··· Recorded data
use std::sync::{mpsc, Arc};
use std::time::Duration;

use photodump_logging::{pd_debug, pd_info, pd_warn};
use tokio::runtime::Runtime;
use tokio_util::sync::CancellationToken;
use url::Url;

use crate::api::{ApiSettings, ReqwestApi, ServerApi};
use crate::channel::{push_url, ChannelError, ChannelEvent, PushChannel, ReconnectPolicy};
use crate::types::{ClearScope, EngineEvent, JobId, RequestError, UploadFile, UploadId};

/// Upper bound for the exit-time cleanup request and runtime shutdown.
const SHUTDOWN_GRACE: Duration = Duration::from_millis(500);

#[derive(Debug, thiserror::Error)]
pub enum EngineError {
    #[error("failed to start async runtime: {0}")]
    Runtime(#[from] std::io::Error),
    #[error(transparent)]
    Request(#[from] RequestError),
    #[error(transparent)]
    Channel(#[from] ChannelError),
}

/// Runs server requests and the push channel on a private tokio runtime.
///
/// Every request resolves into exactly one [`EngineEvent`] on the paired
/// [`EngineEvents`] receiver, except `cleanup`, whose result nobody reads.
pub struct EngineHandle {
    runtime: Runtime,
    api: Arc<dyn ServerApi>,
    push_url: Url,
    policy: Option<Box<dyn ReconnectPolicy>>,
    channel_cancel: Option<CancellationToken>,
    event_tx: mpsc::Sender<EngineEvent>,
}

pub struct EngineEvents {
    event_rx: mpsc::Receiver<EngineEvent>,
}

impl EngineEvents {
    /// Blocks until the next event; `None` once the engine is gone.
    pub fn recv(&self) -> Option<EngineEvent> {
        self.event_rx.recv().ok()
    }

    pub fn recv_timeout(&self, timeout: Duration) -> Option<EngineEvent> {
        self.event_rx.recv_timeout(timeout).ok()
    }

    pub fn try_recv(&self) -> Option<EngineEvent> {
        self.event_rx.try_recv().ok()
    }
}

impl EngineHandle {
    pub fn new(
        settings: ApiSettings,
        policy: impl ReconnectPolicy + 'static,
    ) -> Result<(Self, EngineEvents), EngineError> {
        let push_url = push_url(&settings.base_url)?;
        let api = Arc::new(ReqwestApi::new(settings)?);
        Self::with_api(api, push_url, policy)
    }

    /// Build around any [`ServerApi`] implementation.
    pub fn with_api(
        api: Arc<dyn ServerApi>,
        push_url: Url,
        policy: impl ReconnectPolicy + 'static,
    ) -> Result<(Self, EngineEvents), EngineError> {
        let runtime = tokio::runtime::Builder::new_multi_thread()
            .worker_threads(2)
            .thread_name("photodump-engine")
            .enable_all()
            .build()?;
        let (event_tx, event_rx) = mpsc::channel();
        let handle = Self {
            runtime,
            api,
            push_url,
            policy: Some(Box::new(policy)),
            channel_cancel: None,
            event_tx,
        };
        Ok((handle, EngineEvents { event_rx }))
    }

    /// Start the push channel. Later calls are ignored; the channel reconnects by itself.
    pub fn connect(&mut self) {
        let Some(policy) = self.policy.take() else {
            pd_debug!("Push channel already running");
            return;
        };
        let channel = PushChannel::new(self.push_url.clone(), BoxedPolicy(policy));
        self.channel_cancel = Some(channel.cancellation_token());

        let event_tx = self.event_tx.clone();
        let sink = Arc::new(move |event: ChannelEvent| {
            let _ = event_tx.send(EngineEvent::Channel(event));
        });
        pd_info!("Starting push channel to {}", self.push_url);
        self.runtime.spawn(channel.run(sink));
    }

    pub fn upload(&self, upload_id: UploadId, files: Vec<UploadFile>) {
        pd_info!("Uploading batch {} with {} file(s)", upload_id, files.len());
        self.spawn_request(move |api| async move {
            let result = api.upload(files).await;
            EngineEvent::Uploaded { upload_id, result }
        });
    }

    pub fn remove(&self, filename: String) {
        self.spawn_request(move |api| async move {
            let result = api.remove_file(&filename).await;
            EngineEvent::Removed { filename, result }
        });
    }

    pub fn list_uploads(&self) {
        self.spawn_request(|api| async move { EngineEvent::UploadsListed(api.list_uploads().await) });
    }

    pub fn process(&self, job_id: JobId, categories: Vec<String>) {
        pd_info!("Starting job {} over {} categories", job_id, categories.len());
        self.spawn_request(move |api| async move {
            let result = api.process(&categories).await;
            EngineEvent::Processed { job_id, result }
        });
    }

    pub fn clear(&self, scope: ClearScope) {
        self.spawn_request(move |api| async move {
            let result = api.clear(scope).await;
            EngineEvent::Cleared { scope, result }
        });
    }

    pub fn download(&self) {
        self.spawn_request(|api| async move { EngineEvent::Downloaded(api.download().await) });
    }

    /// Best-effort cleanup on the way out. Waits at most [`SHUTDOWN_GRACE`];
    /// the outcome is only logged and never produces an event.
    pub fn cleanup(&self) {
        let api = self.api.clone();
        let outcome = self
            .runtime
            .block_on(async move { tokio::time::timeout(SHUTDOWN_GRACE, api.cleanup()).await });
        match outcome {
            Ok(Ok(())) => pd_debug!("Cleanup request accepted"),
            Ok(Err(err)) => pd_warn!("Cleanup request failed: {}", err),
            Err(_) => pd_warn!("Cleanup request timed out"),
        }
    }

    /// Stop the push channel and give pending fire-and-forget work a short grace period.
    pub fn shutdown(self) {
        if let Some(cancel) = &self.channel_cancel {
            cancel.cancel();
        }
        self.runtime.shutdown_timeout(SHUTDOWN_GRACE);
    }

    fn spawn_request<F, Fut>(&self, request: F)
    where
        F: FnOnce(Arc<dyn ServerApi>) -> Fut,
        Fut: std::future::Future<Output = EngineEvent> + Send + 'static,
    {
        let event_tx = self.event_tx.clone();
        let future = request(self.api.clone());
        self.runtime.spawn(async move {
            let event = future.await;
            if event_tx.send(event).is_err() {
                pd_debug!("Engine event dropped: receiver gone");
            }
        });
    }
}

struct BoxedPolicy(Box<dyn ReconnectPolicy>);

impl ReconnectPolicy for BoxedPolicy {
    fn delay(&self, attempt: u32) -> Duration {
        self.0.delay(attempt)
    }
}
······
## Exercise goal
The full listing above needs to be retyped exactly.

## Task answer
use std::sync::{mpsc, Arc};
use std::time::Duration;

use photodump_logging::{pd_debug, pd_info, pd_warn};
use tokio::runtime::Runtime;
use tokio_util::sync::CancellationToken;
use url::Url;

use crate::api::{ApiSettings, ReqwestApi, ServerApi};
use crate::channel::{push_url, ChannelError, ChannelEvent, PushChannel, ReconnectPolicy};
use crate::types::{ClearScope, EngineEvent, JobId, RequestError, UploadFile, UploadId};

/// Upper bound for the exit-time cleanup request and runtime shutdown.
const SHUTDOWN_GRACE: Duration = Duration::from_millis(500);

#[derive(Debug, thiserror::Error)]
pub enum EngineError {
    #[error("failed to start async runtime: {0}")]
    Runtime(#[from] std::io::Error),
    #[error(transparent)]
    Request(#[from] RequestError),
    #[error(transparent)]
    Channel(#[from] ChannelError),
}

/// Runs server requests and the push channel on a private tokio runtime.
///
/// Every request resolves into exactly one [`EngineEvent`] on the paired
/// [`EngineEvents`] receiver, except `cleanup`, whose result nobody reads.
pub struct EngineHandle {
    runtime: Runtime,
    api: Arc<dyn ServerApi>,
    push_url: Url,
    policy: Option<Box<dyn ReconnectPolicy>>,
    channel_cancel: Option<CancellationToken>,
    event_tx: mpsc::Sender<EngineEvent>,
}

pub struct EngineEvents {
    event_rx: mpsc::Receiver<EngineEvent>,
}

impl EngineEvents {
    /// Blocks until the next event; `None` once the engine is gone.
    pub fn recv(&self) -> Option<EngineEvent> {
        self.event_rx.recv().ok()
    }

    pub fn recv_timeout(&self, timeout: Duration) -> Option<EngineEvent> {
        self.event_rx.recv_timeout(timeout).ok()
    }

    pub fn try_recv(&self) -> Option<EngineEvent> {
        self.event_rx.try_recv().ok()
    }
}

impl EngineHandle {
    pub fn new(
        settings: ApiSettings,
        policy: impl ReconnectPolicy + 'static,
    ) -> Result<(Self, EngineEvents), EngineError> {
        let push_url = push_url(&settings.base_url)?;
        let api = Arc::new(ReqwestApi::new(settings)?);
        Self::with_api(api, push_url, policy)
    }

    /// Build around any [`ServerApi`] implementation.
    pub fn with_api(
        api: Arc<dyn ServerApi>,
        push_url: Url,
        policy: impl ReconnectPolicy + 'static,
    ) -> Result<(Self, EngineEvents), EngineError> {
        let runtime = tokio::runtime::Builder::new_multi_thread()
            .worker_threads(2)
            .thread_name("photodump-engine")
            .enable_all()
            .build()?;
        let (event_tx, event_rx) = mpsc::channel();
        let handle = Self {
            runtime,
            api,
            push_url,
            policy: Some(Box::new(policy)),
            channel_cancel: None,
            event_tx,
        };
        Ok((handle, EngineEvents { event_rx }))
    }

    /// Start the push channel. Later calls are ignored; the channel reconnects by itself.
    pub fn connect(&mut self) {
        let Some(policy) = self.policy.take() else {
            pd_debug!("Push channel already running");
            return;
        };
        let channel = PushChannel::new(self.push_url.clone(), BoxedPolicy(policy));
        self.channel_cancel = Some(channel.cancellation_token());

        let event_tx = self.event_tx.clone();
        let sink = Arc::new(move |event: ChannelEvent| {
            let _ = event_tx.send(EngineEvent::Channel(event));
        });
        pd_info!("Starting push channel to {}", self.push_url);
        self.runtime.spawn(channel.run(sink));
    }

    pub fn upload(&self, upload_id: UploadId, files: Vec<UploadFile>) {
        pd_info!("Uploading batch {} with {} file(s)", upload_id, files.len());
        self.spawn_request(move |api| async move {
            let result = api.upload(files).await;
            EngineEvent::Uploaded { upload_id, result }
        });
    }

    pub fn remove(&self, filename: String) {
        self.spawn_request(move |api| async move {
            let result = api.remove_file(&filename).await;
            EngineEvent::Removed { filename, result }
        });
    }

    pub fn list_uploads(&self) {
        self.spawn_request(|api| async move { EngineEvent::UploadsListed(api.list_uploads().await) });
    }

    pub fn process(&self, job_id: JobId, categories: Vec<String>) {
        pd_info!("Starting job {} over {} categories", job_id, categories.len());
        self.spawn_request(move |api| async move {
            let result = api.process(&categories).await;
            EngineEvent::Processed { job_id, result }
        });
    }

    pub fn clear(&self, scope: ClearScope) {
        self.spawn_request(move |api| async move {
            let result = api.clear(scope).await;
            EngineEvent::Cleared { scope, result }
        });
    }

    pub fn download(&self) {
        self.spawn_request(|api| async move { EngineEvent::Downloaded(api.download().await) });
    }

    /// Best-effort cleanup on the way out. Waits at most [`SHUTDOWN_GRACE`];
    /// the outcome is only logged and never produces an event.
    pub fn cleanup(&self) {
        let api = self.api.clone();
        let outcome = self
            .runtime
            .block_on(async move { tokio::time::timeout(SHUTDOWN_GRACE, api.cleanup()).await });
        match outcome {
            Ok(Ok(())) => pd_debug!("Cleanup request accepted"),
            Ok(Err(err)) => pd_warn!("Cleanup request failed: {}", err),
            Err(_) => pd_warn!("Cleanup request timed out"),
        }
    }

    /// Stop the push channel and give pending fire-and-forget work a short grace period.
    pub fn shutdown(self) {
        if let Some(cancel) = &self.channel_cancel {
            cancel.cancel();
        }
        self.runtime.shutdown_timeout(SHUTDOWN_GRACE);
    }

    fn spawn_request<F, Fut>(&self, request: F)
    where
        F: FnOnce(Arc<dyn ServerApi>) -> Fut,
        Fut: std::future::Future<Output = EngineEvent> + Send + 'static,
    {
        let event_tx = self.event_tx.clone();
        let future = request(self.api.clone());
        self.runtime.spawn(async move {
            let event = future.await;
            if event_tx.send(event).is_err() {
                pd_debug!("Engine event dropped: receiver gone");
            }
        });
    }
}

struct BoxedPolicy(Box<dyn ReconnectPolicy>);

impl ReconnectPolicy for BoxedPolicy {
    fn delay(&self, attempt: u32) -> Duration {
        self.0.delay(attempt)
    }
}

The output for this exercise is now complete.